A partial book list based on mindfulness-meditation for stress reduction
- “The Miracle of Mindfulness” by Thich Nhat Hanh
- “Full Catastrophe Living” by Jon Kabat-Zinn
- “Wherever You Go, There You Are” by Jon Kabat-Zinn
- “The Mindful Way Through Depression” by Mark Williams et al
- “The Mindful Path to Self-Compassion” by Christopher K. Germer
- “Mindfulness for Beginners” by Jon Kabat-Zinn
- “Mindfulness in Plain English” by Bhante Henepola Gunaratana
- “Mindfulness: A Practical Guide to Awakening” by Joseph Goldstein
- “Peace Is Every Step: The Path of Mindfulness in Everyday Life” by Thich Nhat Hanh
- “The Now Effect: How This Moment Can Change the Rest of Your Life” by Elisha Goldstein
If you’re wondering what MBSR can do for you, it can lead to better sleep, improved relationships, health benefits such as lower blood pressure and reduced anxiety symptoms, increased self-compassion and gratitude as well as greater learning ability.
With an ever-growing population who struggles with stress each day, MBSR programs provide a solution that can be adapted for all lifestyles.

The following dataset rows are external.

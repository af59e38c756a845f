use std::sync::Arc;

use anyhow::Result;
use tracing::info;

use crate::admins::{AdminRegistry, AdminStore, JsonBinStore};
use crate::config::Config;
use crate::gateway::MessageGateway;
use crate::routes::RouteCache;
use crate::router::Router;

/// Everything the handlers share. Built once in `main` and passed around in
/// an `Arc`.
pub struct AppContext {
    pub config: Config,
    pub router: Router,
    pub routes: Arc<RouteCache>,
}

impl AppContext {
    pub fn new(config: Config, gateway: Arc<dyn MessageGateway>, bot_name: &str) -> Result<Self> {
        let store: Option<Arc<dyn AdminStore>> = match &config.store {
            Some(store_config) => {
                info!("Admin persistence enabled (bin {})", store_config.bin_id);
                Some(Arc::new(JsonBinStore::new(
                    store_config.clone(),
                    config.request_timeout,
                )?))
            }
            None => {
                info!("Admin persistence disabled; only the owner receives messages");
                None
            }
        };

        let admins = AdminRegistry::new(config.owner_id, store);
        let routes = Arc::new(RouteCache::new(config.routes.ttl, config.routes.capacity));
        let router = Router::new(admins, gateway, routes.clone(), bot_name);

        Ok(Self {
            config,
            router,
            routes,
        })
    }
}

Mindfulness-based stress reduction is a fantastic way to help reduce stress in your life. The benefits of MBSR are numerous and well-documented, so if you’re looking for a proven way to reduce stress, look no further! Getting started with MBSR is easy – there are many books and websites that can provide you with information and resources, and making MBSR part of your daily routine simply takes some commitment and effort.